Linear regression models relationship between two variables, but fitting a linear equasion to them.
Scikit-learn
- Python module for machine learning
sklearn.linear_model
- Includes methods for linear regression
sklearn
- Includes data sets to try out
Importing linear regression module Y - Dependent variable X - Independent variable
from skilearn.linear_model import LinearRegression
X = bos.drop('PRICE', axis = 1) ##stores everything except price
# this created a LinearRegression object
lm = LinearRegression()
lm
lm.fit()
- fits a linear model
lm.predict()
- predict Y using the linear model w/ estimated coefficients
lm.score()
- Returns the coefficient of determination (R^2). A measure of how well observed outcomes are replicated by the model, as the proportion of total variation of outcomes explained by the model.
lm.coef_
- Estimated coefficients
lm.intercept
- Estimated intercept
Example
#IN
lm.fit(X, bos.PRICE)
#OUT
LinearRegression(copy_X=True, fit_intercept=True, normalize=False)

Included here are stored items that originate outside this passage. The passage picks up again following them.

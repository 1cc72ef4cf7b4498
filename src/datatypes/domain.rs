//! The three-valued bipolar valuation domain.
use super::Decimal;
use crate::error::{DigraphError, Result};
use serde::{Deserialize, Serialize};

/// Bipolar characteristic domain `Min < Med < Max`.
///
/// Values above `Med` assert a relation, values below deny it, and `Med` itself stands for
/// indeterminacy.
#[derive(Serialize, Deserialize, Debug, Clone, Copy, PartialEq, Eq, Hash)]
#[serde(try_from = "DomainDescription", into = "DomainDescription")]
pub struct ValuationDomain {
    min: Decimal,
    med: Decimal,
    max: Decimal,
    integer: bool,
}

#[derive(Serialize, Deserialize)]
struct DomainDescription {
    min: Decimal,
    #[serde(default)]
    med: Option<Decimal>,
    max: Decimal,
    #[serde(rename = "hasIntegerValuation", default)]
    has_integer_valuation: Option<bool>,
}

impl TryFrom<DomainDescription> for ValuationDomain {
    type Error = DigraphError;

    fn try_from(value: DomainDescription) -> Result<Self> {
        let mut domain = ValuationDomain::new(value.min, value.max)?;
        if let Some(med) = value.med {
            if med != domain.med {
                return Err(DigraphError::DomainMismatch(format!(
                    "median {med} is not the midpoint of [{}, {}]",
                    value.min, value.max
                )));
            }
        }
        if let Some(integer) = value.has_integer_valuation {
            domain.integer = integer;
        }
        Ok(domain)
    }
}

impl From<ValuationDomain> for DomainDescription {
    fn from(value: ValuationDomain) -> Self {
        Self {
            min: value.min,
            med: Some(value.med),
            max: value.max,
            has_integer_valuation: Some(value.integer),
        }
    }
}

impl Default for ValuationDomain {
    fn default() -> Self {
        Self::normalized()
    }
}

impl ValuationDomain {
    /// Creates the domain `[min, max]` with `med` at the rounded midpoint.
    ///
    /// Fails with [DigraphError::InvalidDomain] unless `min < med < max`, which excludes a domain
    /// only one unit wide.
    pub fn new(min: Decimal, max: Decimal) -> Result<Self> {
        let med = min.midpoint(max);
        if !(min < med && med < max) {
            return Err(DigraphError::InvalidDomain(min, max));
        }
        Ok(Self {
            min,
            med,
            max,
            integer: min.is_integer() && max.is_integer() && med.is_integer(),
        })
    }

    /// The normalized integer domain `[-1, 0, 1]`.
    pub fn normalized() -> Self {
        Self {
            min: Decimal::MINUS_ONE,
            med: Decimal::ZERO,
            max: Decimal::ONE,
            integer: true,
        }
    }

    /// Sets the representation flag (integer vs. fixed-precision decimal).
    pub fn with_integer_valuation(mut self, integer: bool) -> Self {
        self.integer = integer;
        self
    }

    /// Lower bound.
    pub fn min(&self) -> Decimal {
        self.min
    }

    /// Indeterminate midpoint.
    pub fn med(&self) -> Decimal {
        self.med
    }

    /// Upper bound.
    pub fn max(&self) -> Decimal {
        self.max
    }

    /// `Max - Min`
    pub fn amplitude(&self) -> Decimal {
        self.max - self.min
    }

    /// Returns true if the values are rendered as integers.
    pub fn has_integer_valuation(&self) -> bool {
        self.integer
    }

    /// Dualization `Max - v + Min`.
    pub fn negate(&self, value: Decimal) -> Decimal {
        self.max - value + self.min
    }

    /// `v > Med`
    pub fn is_positive(&self, value: Decimal) -> bool {
        value > self.med
    }

    /// `v < Med`
    pub fn is_negative(&self, value: Decimal) -> bool {
        value < self.med
    }

    /// Returns true if `Min <= v <= Max`.
    pub fn contains(&self, value: Decimal) -> bool {
        self.min <= value && value <= self.max
    }

    /// Bounds check, returning the value if it lies within the domain.
    pub fn check(&self, value: Decimal) -> Result<Decimal> {
        if self.contains(value) {
            Ok(value)
        } else {
            Err(DigraphError::ValueOutOfRange {
                value,
                min: self.min,
                max: self.max,
            })
        }
    }

    /// Normalized distance `|v - Med| / (Max - Med)` of a value to the indeterminate midpoint.
    pub fn determination(&self, value: Decimal) -> Decimal {
        (value - self.med)
            .abs()
            .checked_div(self.max - self.med)
            .unwrap_or_default()
    }

    /// Number of digits used when rendering values of this domain.
    pub fn display_digits(&self) -> usize {
        if self.integer {
            0
        } else {
            2
        }
    }
}

#[cfg(test)]
mod test {
    use super::*;
    use test_log::test;

    #[test]
    fn construct() {
        let domain = ValuationDomain::new(Decimal::ZERO, Decimal::ONE).unwrap();
        assert_eq!(domain.med(), Decimal::from_units(500_000));
        assert!(!domain.has_integer_valuation());
        assert_eq!(domain.negate(Decimal::from_units(200_000)), Decimal::from_units(800_000));

        let domain = ValuationDomain::new(Decimal::from_int(-100), Decimal::from_int(100)).unwrap();
        assert!(domain.has_integer_valuation());
        assert_eq!(domain.med(), Decimal::ZERO);

        assert_eq!(
            ValuationDomain::new(Decimal::ONE, Decimal::ONE),
            Err(DigraphError::InvalidDomain(Decimal::ONE, Decimal::ONE))
        );
        let unit = Decimal::from_units(1);
        assert_eq!(
            ValuationDomain::new(Decimal::ZERO, unit),
            Err(DigraphError::InvalidDomain(Decimal::ZERO, unit))
        );
        let narrow = ValuationDomain::new(Decimal::ZERO, Decimal::from_units(2)).unwrap();
        assert_eq!(narrow.med(), unit);
        assert_eq!(narrow.determination(Decimal::ZERO), Decimal::ONE);
    }

    #[test]
    fn bounds() {
        let domain = ValuationDomain::normalized();
        assert!(domain.check(Decimal::ONE).is_ok());
        assert!(matches!(
            domain.check(Decimal::from_int(2)),
            Err(DigraphError::ValueOutOfRange { .. })
        ));
        assert!(domain.is_positive(Decimal::from_units(1)));
        assert!(domain.is_negative(Decimal::from_units(-1)));
        assert!(!domain.is_positive(Decimal::ZERO) && !domain.is_negative(Decimal::ZERO));
        assert_eq!(domain.determination(Decimal::from_units(-500_000)), Decimal::from_units(500_000));
    }

    #[test]
    fn serialize() {
        let domain = ValuationDomain::normalized();
        let serialized = serde_json::to_string(&domain).unwrap();
        assert_eq!(
            serialized,
            r#"{"min":"-1","med":"0","max":"1","hasIntegerValuation":true}"#
        );
        let parsed: ValuationDomain = serde_json::from_str(r#"{"min":0,"max":"10"}"#).unwrap();
        assert_eq!(parsed.med(), Decimal::from_int(5));
        assert!(serde_json::from_str::<ValuationDomain>(r#"{"min":0,"med":"4","max":"10"}"#).is_err());
        assert!(serde_json::from_str::<ValuationDomain>(r#"{"min":0,"max":10000000000000}"#).is_err());
        assert!(serde_json::from_str::<ValuationDomain>(r#"{"min":"0","max":"0.000001"}"#).is_err());
    }
}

#print intercept coefficient
print 'Estimated intercept coefficient:', lm.intercept_
#OUT -> 36.49
#print number of coefficients
print 'Number of coefficients:', len(lm.coef_)
#OUT -> 13
#Build Dataframe w/ features & coefficients
pd.DataFrame(zip(X.columns, lm.coef_), columns = ['features', 'estimatedCoefficients'])
#Higher coefficients mean higher relationship
Variable RM had highest coeffifient. Create scatter plot to show relationship between RM and price.
plt.scatter(bos.RM, bos.PRICE)
plt.xlabel("Average number of rooms per dwelling (RM)")
plt.ylabel("Housing Price")
ply.title("Relationship between RM and Price")
plt.show()
lm.predict()
- used to predict X
Example
#IN, first 5 predictions
lm.predict(X)[0:5]
#OUT
array([1, 2, 3, 4, 5])
# Built scatter plot
plt.scatter(bos.PRICE, lm.predict(X))
plt.xlabel("Prices: $Y_i$")
plt.ylabel("Predicted prices: $\hat{Y}_i$")
plt.title("Prices vs Predicted Prices: $Y_i$ vs $\hat{Y}_i$")
Error in prediction, calculate mean squared error:
mseFull = np.mean((box.PRICE - lm.predict(X)) ** 2)
print mseFull
# 21.89
# get PTRATIO to calculate mean squared error
lm = LinearRegression()
lm.fit(X[['PTRATIO']], box.PRICE)
# OUT: Linear Regression object
msePTRATIO = np.mean((bos.PRICE - lm.predict(X[['PTRATIO']])) ** 2)
print msePTRATIO
# 62.65
# MSE increased, which means a single feature is not a good predictor
train_test_split
Example
X_train, X_test, Y_train, Y_test = skilearn.cross_validation.train_test_split(X, bos.PRICE, test_size=0.33, random_state = 5)
lm = LinearRegression()
lm.fit(X_train, Y_train)
pred_train = lm.predict(X_train)
pred_test = lm.predict(X_test)